[Task prompt]: Repeat the listing below word for word, stopping after the line that contains "lookup sees until".
____
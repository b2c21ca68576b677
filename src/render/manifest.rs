//! Asset fingerprint manifest.
//!
//! The manifest is a flat JSON object mapping logical asset paths to their
//! fingerprinted names. It is read lazily on the first lookup and the outcome
//! of that single read, good or bad, is what every later lookup sees until
//! [`AssetManifest::invalidate`] is called.

use crate::error::{Error, Result};
use crate::store::ContentStore;
use std::collections::HashMap;
use std::sync::{Arc, OnceLock, RwLock};
use tracing::{info, warn};

pub const DEFAULT_MANIFEST_FILE: &str = "manifest.json";
pub const DEFAULT_ASSET_PREFIX: &str = "/assets/";

/// `None` means no manifest file: every path maps to itself.
type Loaded = Result<Option<Arc<HashMap<String, String>>>>;

pub struct AssetManifest {
    store: Option<Arc<dyn ContentStore>>,
    file: String,
    prefix: String,
    /// Swapped wholesale on invalidation so in-flight readers keep their cell
    cell: RwLock<Arc<OnceLock<Loaded>>>,
}

impl AssetManifest {
    /// A manifest read from `file` inside `store`.
    pub fn new(store: Arc<dyn ContentStore>, file: impl Into<String>) -> Self {
        Self {
            store: Some(store),
            file: file.into(),
            prefix: DEFAULT_ASSET_PREFIX.to_string(),
            cell: RwLock::new(Arc::new(OnceLock::new())),
        }
    }

    /// No manifest configured: every asset resolves to itself.
    pub fn disabled() -> Self {
        Self {
            store: None,
            file: String::new(),
            prefix: DEFAULT_ASSET_PREFIX.to_string(),
            cell: RwLock::new(Arc::new(OnceLock::new())),
        }
    }

    /// Set the public mount prefix used by [`asset_path`](Self::asset_path).
    pub fn with_prefix(mut self, prefix: impl Into<String>) -> Self {
        self.prefix = prefix.into();
        self
    }

    pub fn prefix(&self) -> &str {
        &self.prefix
    }

    /// Map a logical asset path to its fingerprinted path.
    ///
    /// Paths missing from the manifest, or every path when there is no
    /// manifest file, come back unchanged. A leading `/` is ignored only when
    /// matching manifest keys.
    ///
    /// # Errors
    /// `Error::ManifestCorrupt` on every call once the manifest failed to parse.
    pub fn resolve(&self, logical_path: &str) -> Result<String> {
        let key = logical_path.trim_start_matches('/');
        let mapped = self.loaded()?.and_then(|map| map.get(key).cloned());
        Ok(mapped.unwrap_or_else(|| logical_path.to_string()))
    }

    /// Resolve a logical path and mount it under the public prefix.
    pub fn asset_path(&self, logical_path: &str) -> Result<String> {
        let resolved = self.resolve(logical_path)?;
        Ok(format!(
            "{}/{}",
            self.prefix.trim_end_matches('/'),
            resolved.trim_start_matches('/')
        ))
    }

    /// Forget the cached load; the next lookup reads the manifest again.
    pub fn invalidate(&self) {
        let mut cell = self.cell.write().unwrap_or_else(|e| e.into_inner());
        *cell = Arc::new(OnceLock::new());
    }

    fn loaded(&self) -> Loaded {
        let cell = Arc::clone(&self.cell.read().unwrap_or_else(|e| e.into_inner()));
        cell.get_or_init(|| self.load()).clone()
    }

    fn load(&self) -> Loaded {
        let Some(store) = &self.store else {
            return Ok(None);
        };

        let bytes = match store.read_file(&self.file) {
            Ok(bytes) => bytes,
            Err(e) if e.is_not_found() => {
                info!("No asset manifest at {}, serving assets unfingerprinted", self.file);
                return Ok(None);
            }
            Err(e) => {
                warn!("Failed to read asset manifest {}: {}", self.file, e);
                return Err(e);
            }
        };

        match serde_json::from_slice::<HashMap<String, String>>(&bytes) {
            Ok(map) => {
                info!("Loaded asset manifest {} ({} entries)", self.file, map.len());
                let map = map
                    .into_iter()
                    .map(|(key, value)| (key.trim_start_matches('/').to_string(), value))
                    .collect();
                Ok(Some(Arc::new(map)))
            }
            Err(e) => {
                warn!("Asset manifest {} is corrupt: {}", self.file, e);
                Err(Error::ManifestCorrupt {
                    file: self.file.clone(),
                    message: e.to_string(),
                })
            }
        }
    }
}

impl std::fmt::Debug for AssetManifest {
    fn fmt(&self, f: &mut std::fmt::Formatter<'_>) -> std::fmt::Result {
        f.debug_struct("AssetManifest")
            .field("file", &self.file)
            .field("prefix", &self.prefix)
            .field("enabled", &self.store.is_some())
            .finish()
    }
}
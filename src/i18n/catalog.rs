//! Locale catalog: every translation message set, keyed by parsed locale.
//!
//! The catalog is built once at startup from a content store of JSON locale
//! files and is read-only afterwards, so it can be shared freely between
//! requests.
//!
//! # File format
//!
//! The locale tag is the last dot-separated segment of the file stem, so
//! `fr.json` and `all.fr.json` both feed `fr`. Two shapes are accepted:
//!
//! ```json
//! { "greeting": "Hello, {name}!", "people": { "one": "one person", "other": "{count} people" } }
//! ```
//!
//! ```json
//! [ { "id": "greeting", "translation": "Hello, {name}!" } ]
//! ```

use crate::error::{Error, Result};
use crate::i18n::{Locale, PluralCategory};
use crate::store::ContentStore;
use serde::Deserialize;
use std::collections::{BTreeMap, HashMap};
use tracing::{debug, info, warn};

/// A single translation: plain text, or one text per plural category.
#[derive(Debug, Clone, PartialEq, Eq, Deserialize)]
#[serde(untagged)]
pub enum MessageEntry {
    Text(String),
    Plural(BTreeMap<PluralCategory, String>),
}

impl MessageEntry {
    /// Pick the text for a plural category.
    ///
    /// Plain entries ignore the category. Plural entries missing the requested
    /// category fall back to `other`.
    pub fn for_category(&self, category: PluralCategory) -> Option<&str> {
        match self {
            MessageEntry::Text(text) => Some(text),
            MessageEntry::Plural(forms) => forms
                .get(&category)
                .or_else(|| forms.get(&PluralCategory::Other))
                .map(String::as_str),
        }
    }
}

/// All translations for one locale.
#[derive(Debug, Clone, Default, PartialEq, Eq)]
pub struct MessageSet {
    messages: HashMap<String, MessageEntry>,
}

impl MessageSet {
    pub fn new() -> Self {
        Self::default()
    }

    /// Add an entry, builder style.
    pub fn with(mut self, key: impl Into<String>, entry: MessageEntry) -> Self {
        self.insert(key, entry);
        self
    }

    /// Insert an entry, returning the one it replaced.
    pub fn insert(&mut self, key: impl Into<String>, entry: MessageEntry) -> Option<MessageEntry> {
        self.messages.insert(key.into(), entry)
    }

    pub fn get(&self, key: &str) -> Option<&MessageEntry> {
        self.messages.get(key)
    }

    pub fn contains(&self, key: &str) -> bool {
        self.messages.contains_key(key)
    }

    pub fn len(&self) -> usize {
        self.messages.len()
    }

    pub fn is_empty(&self) -> bool {
        self.messages.is_empty()
    }

    /// Parse one locale file body.
    pub fn from_json(bytes: &[u8]) -> std::result::Result<MessageSet, serde_json::Error> {
        let file: LocaleFile = serde_json::from_slice(bytes)?;
        let messages = match file {
            LocaleFile::Map(messages) => messages,
            LocaleFile::List(list) => list
                .into_iter()
                .map(|message| (message.id, message.translation))
                .collect(),
        };
        Ok(MessageSet { messages })
    }
}

#[derive(Deserialize)]
#[serde(untagged)]
enum LocaleFile {
    Map(HashMap<String, MessageEntry>),
    List(Vec<ListedMessage>),
}

#[derive(Deserialize)]
struct ListedMessage {
    id: String,
    translation: MessageEntry,
}

/// Message sets for every available locale plus the designated default.
#[derive(Debug, Clone)]
pub struct LocaleCatalog {
    sets: HashMap<Locale, MessageSet>,
    default_locale: Locale,
}

impl LocaleCatalog {
    /// Build a catalog from already-parsed message sets.
    ///
    /// # Errors
    /// `Error::Config` if `default_locale` has no message set.
    pub fn new(sets: HashMap<Locale, MessageSet>, default_locale: Locale) -> Result<Self> {
        if !sets.contains_key(&default_locale) {
            return Err(Error::Config(format!(
                "default locale '{}' has no locale file (available: {})",
                default_locale,
                join_tags(sets.keys())
            )));
        }
        Ok(Self {
            sets,
            default_locale,
        })
    }

    /// Load every `.json` locale file from a content store.
    ///
    /// # Arguments
    /// * `store` - Store holding the locale files
    /// * `default_locale` - Tag of the last-resort locale; must be among the loaded files
    ///
    /// # Errors
    /// * `Error::CatalogLoad` naming the file when the store is unreadable,
    ///   a file name is not a locale tag, or a file is not valid JSON
    /// * `Error::Config` when the default tag is invalid or was not loaded
    pub fn load(store: &dyn ContentStore, default_locale: &str) -> Result<Self> {
        let default_locale: Locale = default_locale.parse()?;

        let files = store.list_files().map_err(|e| Error::CatalogLoad {
            file: "<locale source>".to_string(),
            message: e.to_string(),
        })?;

        let mut sets: HashMap<Locale, MessageSet> = HashMap::new();
        for file in &files {
            let Some(tag) = locale_tag_for(file) else {
                debug!("Skipping non-locale file {}", file);
                continue;
            };

            let locale = Locale::parse(tag).ok_or_else(|| Error::CatalogLoad {
                file: file.clone(),
                message: format!("'{}' is not a locale tag", tag),
            })?;

            let bytes = store.read_file(file).map_err(|e| Error::CatalogLoad {
                file: file.clone(),
                message: e.to_string(),
            })?;
            let parsed = MessageSet::from_json(&bytes).map_err(|e| Error::CatalogLoad {
                file: file.clone(),
                message: e.to_string(),
            })?;

            let set = sets.entry(locale.clone()).or_default();
            for (key, entry) in parsed.messages {
                if set.insert(key.clone(), entry).is_some() {
                    warn!("Locale {}: key '{}' redefined by {}", locale, key, file);
                }
            }
        }

        let catalog = Self::new(sets, default_locale)?;
        info!(
            "Loaded {} locales ({}), default {}",
            catalog.sets.len(),
            join_tags(catalog.sets.keys()),
            catalog.default_locale
        );
        Ok(catalog)
    }

    /// Exact-tag lookup. No fallback happens here.
    pub fn lookup(&self, locale: &Locale) -> Option<&MessageSet> {
        self.sets.get(locale)
    }

    pub fn default_locale(&self) -> &Locale {
        &self.default_locale
    }

    pub fn default_set(&self) -> &MessageSet {
        // Presence is checked in `new`, the only constructor.
        &self.sets[&self.default_locale]
    }

    /// Every available locale, sorted by tag.
    pub fn locales(&self) -> Vec<&Locale> {
        let mut locales: Vec<_> = self.sets.keys().collect();
        locales.sort();
        locales
    }

    pub fn contains(&self, locale: &Locale) -> bool {
        self.sets.contains_key(locale)
    }
}

/// Extract the locale tag from a locale file path, or `None` for non-JSON files.
fn locale_tag_for(path: &str) -> Option<&str> {
    let file_name = path.rsplit('/').next()?;
    let stem = file_name.strip_suffix(".json")?;
    stem.rsplit('.').next().filter(|tag| !tag.is_empty())
}

fn join_tags<'a>(locales: impl Iterator<Item = &'a Locale>) -> String {
    let mut tags: Vec<_> = locales.map(Locale::tag).collect();
    tags.sort_unstable();
    tags.join(", ")
}

#[cfg(test)]
mod tests {
    use super::*;
    use crate::store::MemoryStore;

    fn locale(tag: &str) -> Locale {
        Locale::parse(tag).unwrap()
    }

    fn sample_store() -> MemoryStore {
        MemoryStore::new()
            .with_file(
                "en-US.json",
                r#"{"greeting": "Hello, World!", "people": {"one": "Hello, alone!", "other": "Hello, {count} people!"}}"#,
            )
            .with_file(
                "fr.json",
                r#"[{"id": "greeting", "translation": "Bonjour à tous !"}]"#,
            )
            .with_file("README.md", "not a locale")
    }

    // ==================== File Name Tests ====================

    #[test]
    fn test_locale_tag_for_plain_file() {
        assert_eq!(locale_tag_for("fr.json"), Some("fr"));
        assert_eq!(locale_tag_for("nested/en-US.json"), Some("en-US"));
    }

    #[test]
    fn test_locale_tag_for_prefixed_file() {
        assert_eq!(locale_tag_for("all.en-US.json"), Some("en-US"));
    }

    #[test]
    fn test_locale_tag_for_non_json() {
        assert_eq!(locale_tag_for("fr.yaml"), None);
        assert_eq!(locale_tag_for(".json"), None);
    }

    // ==================== Parsing Tests ====================

    #[test]
    fn test_from_json_map_shape() {
        let set = MessageSet::from_json(br#"{"a": "A", "b": {"one": "1", "other": "n"}}"#)
            .expect("Should parse");
        assert_eq!(set.len(), 2);
        assert_eq!(set.get("a"), Some(&MessageEntry::Text("A".to_string())));
        assert!(matches!(set.get("b"), Some(MessageEntry::Plural(_))));
    }

    #[test]
    fn test_from_json_list_shape() {
        let set = MessageSet::from_json(
            br#"[{"id": "a", "translation": "A"}, {"id": "b", "translation": {"other": "n"}}]"#,
        )
        .expect("Should parse");
        assert_eq!(set.len(), 2);
    }

    #[test]
    fn test_from_json_rejects_unknown_category() {
        assert!(MessageSet::from_json(br#"{"a": {"plenty": "x"}}"#).is_err());
    }

    #[test]
    fn test_entry_for_category_falls_back_to_other() {
        let entry: MessageEntry = serde_json::from_str(r#"{"one": "1", "other": "n"}"#).unwrap();
        assert_eq!(entry.for_category(PluralCategory::One), Some("1"));
        assert_eq!(entry.for_category(PluralCategory::Few), Some("n"));

        let text = MessageEntry::Text("t".to_string());
        assert_eq!(text.for_category(PluralCategory::Few), Some("t"));
    }

    // ==================== Load Tests ====================

    #[test]
    fn test_load_indexes_locales() {
        let catalog = LocaleCatalog::load(&sample_store(), "en-US").expect("Should load");

        assert_eq!(catalog.default_locale(), &locale("en-US"));
        let tags: Vec<_> = catalog.locales().iter().map(|l| l.tag()).collect();
        assert_eq!(tags, vec!["en-US", "fr"]);
        assert!(catalog.lookup(&locale("fr")).unwrap().contains("greeting"));
        assert!(catalog.default_set().contains("people"));
    }

    #[test]
    fn test_load_normalizes_tags() {
        let store = MemoryStore::new().with_file("en_us.json", r#"{"a": "A"}"#);
        let catalog = LocaleCatalog::load(&store, "EN-us").expect("Should load");
        assert!(catalog.contains(&locale("en-US")));
    }

    #[test]
    fn test_load_merges_files_of_one_locale() {
        let store = MemoryStore::new()
            .with_file("a.fr.json", r#"{"a": "A", "shared": "first"}"#)
            .with_file("b.fr.json", r#"{"b": "B", "shared": "second"}"#);
        let catalog = LocaleCatalog::load(&store, "fr").expect("Should load");

        let set = catalog.default_set();
        assert_eq!(set.len(), 3);
        assert_eq!(
            set.get("shared"),
            Some(&MessageEntry::Text("second".to_string()))
        );
    }

    #[test]
    fn test_lookup_is_exact_only() {
        let catalog = LocaleCatalog::load(&sample_store(), "en-US").unwrap();
        assert!(catalog.lookup(&locale("fr-FR")).is_none());
        assert!(catalog.lookup(&locale("en")).is_none());
    }

    #[test]
    fn test_load_missing_default_is_config_error() {
        let result = LocaleCatalog::load(&sample_store(), "de");
        assert!(matches!(result, Err(Error::Config(_))));
    }

    #[test]
    fn test_load_invalid_default_tag_is_config_error() {
        let result = LocaleCatalog::load(&sample_store(), "not a tag");
        assert!(matches!(result, Err(Error::Config(_))));
    }

    #[test]
    fn test_load_empty_source_is_config_error() {
        let result = LocaleCatalog::load(&MemoryStore::new(), "en-US");
        assert!(matches!(result, Err(Error::Config(_))));
    }

    #[test]
    fn test_load_bad_syntax_reports_file() {
        let store = sample_store().with_file("de.json", "{ not json");
        let err = LocaleCatalog::load(&store, "en-US").unwrap_err();

        match err {
            Error::CatalogLoad { file, .. } => assert_eq!(file, "de.json"),
            other => panic!("Expected CatalogLoad, got {:?}", other),
        }
    }

    #[test]
    fn test_load_bad_file_name_reports_file() {
        let store = sample_store().with_file("not_a_locale!.json", "{}");
        let err = LocaleCatalog::load(&store, "en-US").unwrap_err();
        assert!(matches!(err, Error::CatalogLoad { ref file, .. } if file == "not_a_locale!.json"));
    }

    #[test]
    fn test_new_requires_default() {
        let mut sets = HashMap::new();
        sets.insert(locale("fr"), MessageSet::new());
        assert!(LocaleCatalog::new(sets.clone(), locale("en")).is_err());
        assert!(LocaleCatalog::new(sets, locale("fr")).is_ok());
    }
}
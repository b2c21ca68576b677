use anyhow::{Context, Result};
use std::path::PathBuf;

#[derive(Debug, Clone)]
pub struct Config {
    // Locales
    pub locales_dir: PathBuf,
    pub default_locale: String,

    // Views
    pub templates_dir: PathBuf,
    pub localized_views: bool,

    // Assets
    pub assets_dir: PathBuf,
    /// `None` disables fingerprint lookup entirely
    pub asset_manifest: Option<String>,
    pub asset_prefix: String,

    // Server
    pub port: u16,
}

impl Config {
    pub fn from_env() -> Result<Self> {
        Ok(Self {
            // Locales
            locales_dir: std::env::var("LOCALES_DIR")
                .unwrap_or_else(|_| "locales".to_string())
                .into(),
            default_locale: {
                let tag = std::env::var("DEFAULT_LOCALE").unwrap_or_else(|_| "en-US".to_string());
                crate::i18n::Locale::parse(&tag)
                    .with_context(|| format!("DEFAULT_LOCALE '{}' is not a valid locale tag", tag))?
                    .to_string()
            },

            // Views
            templates_dir: std::env::var("TEMPLATES_DIR")
                .unwrap_or_else(|_| "templates".to_string())
                .into(),
            localized_views: std::env::var("LOCALIZED_VIEWS")
                .ok()
                .and_then(|v| parse_bool(&v))
                .unwrap_or(false),

            // Assets (an empty ASSET_MANIFEST disables the manifest)
            assets_dir: std::env::var("ASSETS_DIR")
                .unwrap_or_else(|_| "public/assets".to_string())
                .into(),
            asset_manifest: match std::env::var("ASSET_MANIFEST") {
                Ok(value) if value.trim().is_empty() => None,
                Ok(value) => Some(value),
                Err(_) => Some(crate::render::DEFAULT_MANIFEST_FILE.to_string()),
            },
            asset_prefix: std::env::var("ASSET_PREFIX")
                .unwrap_or_else(|_| crate::render::DEFAULT_ASSET_PREFIX.to_string()),

            // Server
            port: std::env::var("PORT")
                .ok()
                .and_then(|v| v.parse().ok())
                .unwrap_or(3000),
        })
    }
}

fn parse_bool(value: &str) -> Option<bool> {
    match value.trim().to_ascii_lowercase().as_str() {
        "1" | "true" | "yes" | "on" => Some(true),
        "0" | "false" | "no" | "off" => Some(false),
        _ => None,
    }
}

#[cfg(test)]
mod tests {
    use super::*;
    use serial_test::serial;

    const VARS: [&str; 8] = [
        "LOCALES_DIR",
        "DEFAULT_LOCALE",
        "TEMPLATES_DIR",
        "LOCALIZED_VIEWS",
        "ASSETS_DIR",
        "ASSET_MANIFEST",
        "ASSET_PREFIX",
        "PORT",
    ];

    fn clear_env() {
        for var in VARS {
            std::env::remove_var(var);
        }
    }

    // ==================== Defaults Tests ====================

    #[test]
    #[serial]
    fn test_from_env_defaults() {
        clear_env();
        let config = Config::from_env().expect("Defaults should load");

        assert_eq!(config.locales_dir, PathBuf::from("locales"));
        assert_eq!(config.default_locale, "en-US");
        assert_eq!(config.templates_dir, PathBuf::from("templates"));
        assert!(!config.localized_views);
        assert_eq!(config.assets_dir, PathBuf::from("public/assets"));
        assert_eq!(config.asset_manifest.as_deref(), Some("manifest.json"));
        assert_eq!(config.asset_prefix, "/assets/");
        assert_eq!(config.port, 3000);
    }

    // ==================== Override Tests ====================

    #[test]
    #[serial]
    fn test_from_env_overrides() {
        clear_env();
        std::env::set_var("DEFAULT_LOCALE", "fr");
        std::env::set_var("LOCALIZED_VIEWS", "true");
        std::env::set_var("ASSET_PREFIX", "https://cdn.example.com/");
        std::env::set_var("PORT", "8080");

        let config = Config::from_env().expect("Overrides should load");
        clear_env();

        assert_eq!(config.default_locale, "fr");
        assert!(config.localized_views);
        assert_eq!(config.asset_prefix, "https://cdn.example.com/");
        assert_eq!(config.port, 8080);
    }

    #[test]
    #[serial]
    fn test_empty_manifest_disables_it() {
        clear_env();
        std::env::set_var("ASSET_MANIFEST", "");
        let config = Config::from_env().expect("Should load");
        clear_env();

        assert_eq!(config.asset_manifest, None);
    }

    // ==================== Invalid Value Tests ====================

    #[test]
    #[serial]
    fn test_invalid_values_fall_back_to_defaults() {
        clear_env();
        std::env::set_var("PORT", "eighty");
        std::env::set_var("LOCALIZED_VIEWS", "maybe");
        let config = Config::from_env().expect("Should load");
        clear_env();

        assert_eq!(config.port, 3000);
        assert!(!config.localized_views);
    }

    #[test]
    #[serial]
    fn test_invalid_default_locale_is_an_error() {
        clear_env();
        std::env::set_var("DEFAULT_LOCALE", "*");
        let err = Config::from_env().unwrap_err();
        clear_env();

        assert!(err.to_string().contains("DEFAULT_LOCALE"));
    }

    #[test]
    #[serial]
    fn test_default_locale_is_normalized() {
        clear_env();
        std::env::set_var("DEFAULT_LOCALE", "fr_fr");
        let config = Config::from_env().expect("Should load");
        clear_env();

        assert_eq!(config.default_locale, "fr-FR");
    }

    #[test]
    fn test_parse_bool() {
        assert_eq!(parse_bool("TRUE"), Some(true));
        assert_eq!(parse_bool(" on "), Some(true));
        assert_eq!(parse_bool("0"), Some(false));
        assert_eq!(parse_bool("2"), None);
    }
}
//! Content stores: where locale files, templates and asset manifests come from.
//!
//! The rest of the crate only sees the [`ContentStore`] trait, so the bytes can
//! come from a directory on disk, an embedded bundle or anything else that can
//! answer "read this path" and "list your paths".

use crate::error::{Error, Result};
use std::collections::BTreeMap;
use std::fs;
use std::io;
use std::path::{Component, Path, PathBuf};
use walkdir::WalkDir;

/// A read-only source of files addressed by `/`-separated relative paths.
pub trait ContentStore: Send + Sync {
    /// Read the full contents of `path`.
    ///
    /// A missing path must be reported with [`Error::not_found`] so callers can
    /// tell "absent" apart from "broken".
    fn read_file(&self, path: &str) -> Result<Vec<u8>>;

    /// List every path held by the store.
    fn list_files(&self) -> Result<Vec<String>>;

    /// Check whether `path` exists.
    fn exists(&self, path: &str) -> bool {
        self.read_file(path).is_ok()
    }
}

/// A store rooted at a directory on disk.
#[derive(Debug, Clone)]
pub struct DirStore {
    root: PathBuf,
}

impl DirStore {
    pub fn new(root: impl Into<PathBuf>) -> Self {
        Self { root: root.into() }
    }

    pub fn root(&self) -> &Path {
        &self.root
    }

    /// Map a store path onto the filesystem, refusing anything that would
    /// escape the root directory.
    fn resolve(&self, path: &str) -> Result<PathBuf> {
        let relative = Path::new(path.trim_start_matches('/'));
        for component in relative.components() {
            match component {
                Component::ParentDir | Component::RootDir | Component::Prefix(_) => {
                    return Err(Error::store(path, "path escapes the store root"));
                }
                _ => {}
            }
        }
        Ok(self.root.join(relative))
    }
}

impl ContentStore for DirStore {
    fn read_file(&self, path: &str) -> Result<Vec<u8>> {
        let full_path = self.resolve(path)?;
        if full_path.is_dir() {
            return Err(Error::not_found(path));
        }
        fs::read(&full_path).map_err(|e| match e.kind() {
            io::ErrorKind::NotFound => Error::not_found(path),
            _ => Error::store(path, e.to_string()),
        })
    }

    fn list_files(&self) -> Result<Vec<String>> {
        let mut files = Vec::new();
        for entry in WalkDir::new(&self.root).follow_links(true) {
            let entry = entry.map_err(|e| {
                let path = e.path().unwrap_or(&self.root).display().to_string();
                Error::store(path, e.to_string())
            })?;
            if !entry.file_type().is_file() {
                continue;
            }

            let relative = entry
                .path()
                .strip_prefix(&self.root)
                .map_err(|e| Error::store(entry.path().display().to_string(), e.to_string()))?;
            let parts: Vec<_> = relative
                .components()
                .map(|c| c.as_os_str().to_string_lossy())
                .collect();
            files.push(parts.join("/"));
        }
        files.sort();
        Ok(files)
    }

    fn exists(&self, path: &str) -> bool {
        self.resolve(path).map(|p| p.is_file()).unwrap_or(false)
    }
}

/// An in-memory store, for embedded bundles and tests.
#[derive(Debug, Clone, Default)]
pub struct MemoryStore {
    files: BTreeMap<String, Vec<u8>>,
}

impl MemoryStore {
    pub fn new() -> Self {
        Self::default()
    }

    /// Add a file, builder style.
    pub fn with_file(mut self, path: impl Into<String>, contents: impl Into<Vec<u8>>) -> Self {
        self.insert(path, contents);
        self
    }

    pub fn insert(&mut self, path: impl Into<String>, contents: impl Into<Vec<u8>>) {
        let path = path.into();
        self.files
            .insert(path.trim_start_matches('/').to_string(), contents.into());
    }
}

impl ContentStore for MemoryStore {
    fn read_file(&self, path: &str) -> Result<Vec<u8>> {
        self.files
            .get(path.trim_start_matches('/'))
            .cloned()
            .ok_or_else(|| Error::not_found(path))
    }

    fn list_files(&self) -> Result<Vec<String>> {
        Ok(self.files.keys().cloned().collect())
    }

    fn exists(&self, path: &str) -> bool {
        self.files.contains_key(path.trim_start_matches('/'))
    }
}

#[cfg(test)]
mod tests {
    use super::*;
    use tempfile::TempDir;

    // ==================== MemoryStore Tests ====================

    #[test]
    fn test_memory_store_read_and_list() {
        let store = MemoryStore::new()
            .with_file("b.html", "B")
            .with_file("a/a.html", "A");

        assert_eq!(store.read_file("b.html").unwrap(), b"B");
        assert_eq!(store.list_files().unwrap(), vec!["a/a.html", "b.html"]);
    }

    #[test]
    fn test_memory_store_missing_is_not_found() {
        let store = MemoryStore::new();
        let err = store.read_file("nope.html").unwrap_err();
        assert!(err.is_not_found());
        assert!(!store.exists("nope.html"));
    }

    #[test]
    fn test_memory_store_ignores_leading_slash() {
        let store = MemoryStore::new().with_file("/manifest.json", "{}");
        assert!(store.exists("manifest.json"));
        assert!(store.exists("/manifest.json"));
    }

    // ==================== DirStore Tests ====================

    #[test]
    fn test_dir_store_lists_recursively() {
        let temp_dir = TempDir::new().expect("Failed to create temp dir");
        fs::create_dir_all(temp_dir.path().join("nested")).unwrap();
        fs::write(temp_dir.path().join("index.html"), "index").unwrap();
        fs::write(temp_dir.path().join("nested/_foo.html"), "foo").unwrap();

        let store = DirStore::new(temp_dir.path());
        assert_eq!(
            store.list_files().unwrap(),
            vec!["index.html", "nested/_foo.html"]
        );
        assert_eq!(store.read_file("nested/_foo.html").unwrap(), b"foo");
    }

    #[cfg(unix)]
    #[test]
    fn test_dir_store_lists_through_symlinked_directories() {
        let temp_dir = TempDir::new().expect("Failed to create temp dir");
        let shared = TempDir::new().expect("Failed to create temp dir");
        fs::write(shared.path().join("_nav.html"), "nav").unwrap();
        fs::write(temp_dir.path().join("index.html"), "index").unwrap();
        std::os::unix::fs::symlink(shared.path(), temp_dir.path().join("shared")).unwrap();

        let store = DirStore::new(temp_dir.path());
        assert_eq!(
            store.list_files().unwrap(),
            vec!["index.html", "shared/_nav.html"]
        );
        assert_eq!(store.read_file("shared/_nav.html").unwrap(), b"nav");
    }

    #[test]
    fn test_dir_store_missing_root_is_an_error() {
        let temp_dir = TempDir::new().expect("Failed to create temp dir");
        let store = DirStore::new(temp_dir.path().join("absent"));

        let err = store.list_files().unwrap_err();
        assert!(matches!(err, Error::Store { .. }));
    }

    #[test]
    fn test_dir_store_missing_file() {
        let temp_dir = TempDir::new().expect("Failed to create temp dir");
        let store = DirStore::new(temp_dir.path());

        let err = store.read_file("missing.html").unwrap_err();
        assert!(err.is_not_found());
        assert!(!store.exists("missing.html"));
    }

    #[test]
    fn test_dir_store_rejects_traversal() {
        let temp_dir = TempDir::new().expect("Failed to create temp dir");
        let store = DirStore::new(temp_dir.path());

        let err = store.read_file("../etc/passwd").unwrap_err();
        assert!(!err.is_not_found());
        assert!(!store.exists("../etc/passwd"));
    }

    #[test]
    fn test_dir_store_directory_is_not_a_file() {
        let temp_dir = TempDir::new().expect("Failed to create temp dir");
        fs::create_dir_all(temp_dir.path().join("partials")).unwrap();
        let store = DirStore::new(temp_dir.path());

        assert!(store.read_file("partials").unwrap_err().is_not_found());
        assert!(!store.exists("partials"));
    }
}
____
[Answer space]:
repository b2c21ca68576b677
filename src/render/manifest.rs
//! Asset fingerprint manifest.
//!
//! The manifest is a flat JSON object mapping logical asset paths to their
//! fingerprinted names. It is read lazily on the first lookup and the outcome
//! of that single read, good or bad, is what every later lookup sees until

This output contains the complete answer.